Some time ago, I had a very somber conversation with a close friend about life’s ups and downs, and the trials we all encounter along the way. It was one of those conversations that seem to come from nowhere, but nevertheless find their way to those of us who believe in a reality beyond that we can see. This divine influence or inspiration, depending upon what you prefer to call it, forces us to think about the deeper meaning of life, our purpose and inevitable challenges we’re bound to face as we navigate our way through life.
Somehow, during our philosophical ramblings, our conversation turned to his mother’s death and how deeply her passing had affected him. His solemn declaration that the world was no longer the colorful canvas he’d seen as a child but now simply an assortment of stark grays and blacks caught me off guard. Sure, several of my closest relatives had died, but my mother was still alive, and though I’d imagined countless times how I’d fare if she were to die, I simply couldn’t relate.
Now I understand completely. Just five weeks ago, my mother was called home.
No words can adequately describe the feeling of losing a parent, but for me it has been a double whammy — for my mother not only provided me with the love and nurturing that so many of us take for granted, she also was my closest friend.
Losing a loved one is never easy, and the sudden and unexpected manner in which my mother passed left me feeling empty and alone. It wasn’t long before I was feeling as my friend had described a decade ago, and just as it had for him, the world became an assortment of stark grays and blacks.

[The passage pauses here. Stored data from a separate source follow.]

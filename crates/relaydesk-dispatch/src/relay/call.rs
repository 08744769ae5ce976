// SPDX-FileCopyrightText: 2026 Relaydesk Contributors
// SPDX-License-Identifier: MIT OR Apache-2.0

//! Call signaling handler. The bot cannot participate in calls; the caller
//! gets a notice and the attempt is logged.

use relaydesk_core::{EventMeta, RelaydeskError, RoomInfo};
use tracing::info;

use crate::dispatcher::Dispatcher;

pub struct CallRelay<'a> {
    ctx: &'a Dispatcher,
    room: &'a RoomInfo,
    meta: &'a EventMeta,
    call_type: &'a str,
}

impl<'a> CallRelay<'a> {
    pub fn new(
        ctx: &'a Dispatcher,
        room: &'a RoomInfo,
        meta: &'a EventMeta,
        call_type: &'a str,
    ) -> Self {
        Self { ctx, room, meta, call_type }
    }

    pub async fn process(self) -> Result<(), RelaydeskError> {
        info!(
            room_id = %self.room.room_id,
            sender = %self.meta.sender,
            call_type = self.call_type,
            "ignoring call signaling"
        );
        // Only the initial invite warrants a reply; candidates and hangups
        // for the same call would spam the room.
        if self.call_type == "invite" {
            self.ctx
                .transport
                .send_text(
                    &self.room.room_id,
                    "Voice and video calls are not supported.",
                    true,
                )
                .await?;
        }
        Ok(())
    }
}
// SPDX-FileCopyrightText: 2026 Relaydesk Contributors
// SPDX-License-Identifier: MIT OR Apache-2.0

//! Database connection management with PRAGMA setup, WAL mode, and lifecycle.
//!
//! All writes are serialized through tokio-rusqlite's single background
//! thread. Do NOT create additional Connection instances for writes.

use std::path::Path;

use relaydesk_core::RelaydeskError;
use tokio_rusqlite::Connection;
use tracing::debug;

/// Handle to the SQLite database backing the repository.
pub struct Database {
    conn: Connection,
}

/// Map a tokio-rusqlite error into the workspace error type.
pub(crate) fn map_tr_err(e: tokio_rusqlite::Error) -> RelaydeskError {
    RelaydeskError::Storage { source: Box::new(e) }
}

impl Database {
    /// Open (or create) the database at `path`, set PRAGMAs, and run all
    /// pending migrations.
    pub async fn open(path: &str) -> Result<Self, RelaydeskError> {
        if let Some(parent) = Path::new(path).parent()
            && !parent.as_os_str().is_empty()
        {
            std::fs::create_dir_all(parent).map_err(|e| RelaydeskError::Storage {
                source: Box::new(e),
            })?;
        }

        let conn = Connection::open(path)
            .await
            .map_err(|e| map_tr_err(e.into()))?;

        conn.call(|conn| {
            conn.pragma_update(None, "journal_mode", "WAL")?;
            conn.pragma_update(None, "synchronous", "NORMAL")?;
            conn.pragma_update(None, "foreign_keys", "ON")?;
            crate::migrations::run_migrations(conn)?;
            Ok::<_, Box<dyn std::error::Error + Send + Sync>>(())
        })
        .await
        .map_err(|e| match e {
            tokio_rusqlite::Error::Error(source) => RelaydeskError::Storage { source },
            e => RelaydeskError::Storage {
                source: e.to_string().into(),
            },
        })?;

        debug!(path = path, "database opened");
        Ok(Self { conn })
    }

    /// The shared connection handle. All queries go through this.
    pub fn connection(&self) -> &Connection {
        &self.conn
    }

    /// Close the background connection, flushing pending writes.
    pub async fn close(&self) -> Result<(), RelaydeskError> {
        self.conn
            .clone()
            .close()
            .await
            .map_err(|e| RelaydeskError::Storage { source: Box::new(e) })
    }
}

#[cfg(test)]
mod tests {
    use super::*;
    use tempfile::tempdir;

    #[tokio::test]
    async fn open_creates_schema_and_closes() {
        let dir = tempdir().unwrap();
        let db_path = dir.path().join("test.db");
        let db = Database::open(db_path.to_str().unwrap()).await.unwrap();

        // All tables from the initial migration must exist.
        let count: i64 = db
            .connection()
            .call(|conn| {
                let n = conn.query_row(
                    "SELECT COUNT(*) FROM sqlite_master WHERE type = 'table'
                     AND name IN ('users', 'tickets', 'ticket_staff', 'ticket_support',
                                  'chats', 'staff', 'encrypted_events', 'event_pairs')",
                    [],
                    |row| row.get(0),
                )?;
                Ok::<_, rusqlite::Error>(n)
            })
            .await
            .unwrap();
        assert_eq!(count, 8);

        db.close().await.unwrap();
    }

    #[tokio::test]
    async fn reopen_is_idempotent() {
        let dir = tempdir().unwrap();
        let db_path = dir.path().join("test.db");
        let db = Database::open(db_path.to_str().unwrap()).await.unwrap();
        db.close().await.unwrap();

        // Migrations must not re-run or fail on a second open.
        let db = Database::open(db_path.to_str().unwrap()).await.unwrap();
        db.close().await.unwrap();
    }
}
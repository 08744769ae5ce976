// SPDX-FileCopyrightText: 2026 Relaydesk Contributors
// SPDX-License-Identifier: MIT OR Apache-2.0

//! Configuration model structs for the Relaydesk support bot.
//!
//! All structs use `#[serde(deny_unknown_fields)]` to reject unrecognized
//! config keys at startup.

use serde::{Deserialize, Serialize};

/// Top-level Relaydesk configuration.
///
/// Loaded from TOML files following XDG hierarchy, with environment variable
/// overrides. All sections are optional and default to sensible values;
/// `rooms.management_room_id` is required before the bot can serve.
#[derive(Debug, Clone, Default, Deserialize, Serialize)]
#[serde(deny_unknown_fields)]
pub struct RelaydeskConfig {
    /// Bot identity and message behavior settings.
    #[serde(default)]
    pub bot: BotConfig,

    /// Room identities and relay gating.
    #[serde(default)]
    pub rooms: RoomsConfig,

    /// Storage backend settings.
    #[serde(default)]
    pub storage: StorageConfig,
}

/// Bot identity and message behavior configuration.
#[derive(Debug, Clone, Deserialize, Serialize)]
#[serde(deny_unknown_fields)]
pub struct BotConfig {
    /// Command prefix recognized in management and ticket rooms.
    #[serde(default = "default_command_prefix")]
    pub command_prefix: String,

    /// Welcome message sent once per room after the bot joins.
    /// `None` disables the welcome message.
    #[serde(default)]
    pub welcome_message: Option<String>,

    /// Discard events older than the age threshold at dispatch time.
    #[serde(default = "default_ignore_old_messages")]
    pub ignore_old_messages: bool,

    /// Replace sender identities with anonymized display ids in relays.
    #[serde(default = "default_anonymise_senders")]
    pub anonymise_senders: bool,

    /// Logging level (trace, debug, info, warn, error).
    #[serde(default = "default_log_level")]
    pub log_level: String,
}

impl Default for BotConfig {
    fn default() -> Self {
        Self {
            command_prefix: default_command_prefix(),
            welcome_message: None,
            ignore_old_messages: default_ignore_old_messages(),
            anonymise_senders: default_anonymise_senders(),
            log_level: default_log_level(),
        }
    }
}

fn default_command_prefix() -> String {
    "!rd".to_string()
}

fn default_ignore_old_messages() -> bool {
    true
}

fn default_anonymise_senders() -> bool {
    true
}

fn default_log_level() -> String {
    "info".to_string()
}

/// Room identities and relay gating configuration.
#[derive(Debug, Clone, Default, Deserialize, Serialize)]
#[serde(deny_unknown_fields)]
pub struct RoomsConfig {
    /// Room where staff coordinate and receive notifications.
    /// Required before the bot can serve.
    #[serde(default)]
    pub management_room_id: Option<String>,

    /// Dedicated audit room. Events inside it are never acted on.
    #[serde(default)]
    pub logging_room_id: Option<String>,

    /// Rooms (ids or aliases) that only relay when the bot is mentioned.
    #[serde(default)]
    pub mention_only_rooms: Vec<String>,

    /// Treat every named room as mention-only.
    #[serde(default)]
    pub mention_only_always_for_named: bool,
}

/// Storage backend configuration.
#[derive(Debug, Clone, Deserialize, Serialize)]
#[serde(deny_unknown_fields)]
pub struct StorageConfig {
    /// Path to the SQLite database file.
    #[serde(default = "default_database_path")]
    pub database_path: String,
}

impl Default for StorageConfig {
    fn default() -> Self {
        Self {
            database_path: default_database_path(),
        }
    }
}

fn default_database_path() -> String {
    dirs::data_dir()
        .map(|p| p.join("relaydesk").join("relaydesk.db"))
        .unwrap_or_else(|| std::path::PathBuf::from("relaydesk.db"))
        .to_string_lossy()
        .into_owned()
}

Slowly but surely, though, the world is beginning to regain its color. Because of the special relationship that I, my brothers and sisters shared with my mother, I’ve been able to reconcile her death and find the peace I know she would have wanted me to enjoy.
With some of her children nearing retirement and others well into their middle years, she had more than fulfilled her duty as mother to us and graciously accepted her role as a full-time friend and “mama” when we needed her to be.
Just over a year ago I was inspired to write about my mother and this is what I had to say: “My mother has truly been a source of strength, comfort and stability for me. As she puts it, God placed her here to be a guide for her children. And that she has certainly been. I often wonder how she could be so wise and so patient all at once. I can only imagine the love I feel radiating from her must be the same kind of love Jesus had for his disciples. My mother believes in the power of prayer, and her life is an example of what faith, action and prayer can do. I am grateful to the Creator for blessing me with her, and my heart becomes heavy at the thought of ever losing her.”
As I think about her now, as I am compelled to do nearly all the time, I am grateful that she lived long enough to transcend her role as a mother, and to become the wise and comforting friend that I needed so often. I’m also comforted by the fact that I grew in wisdom enough during her lifetime that I could also be a friend to her.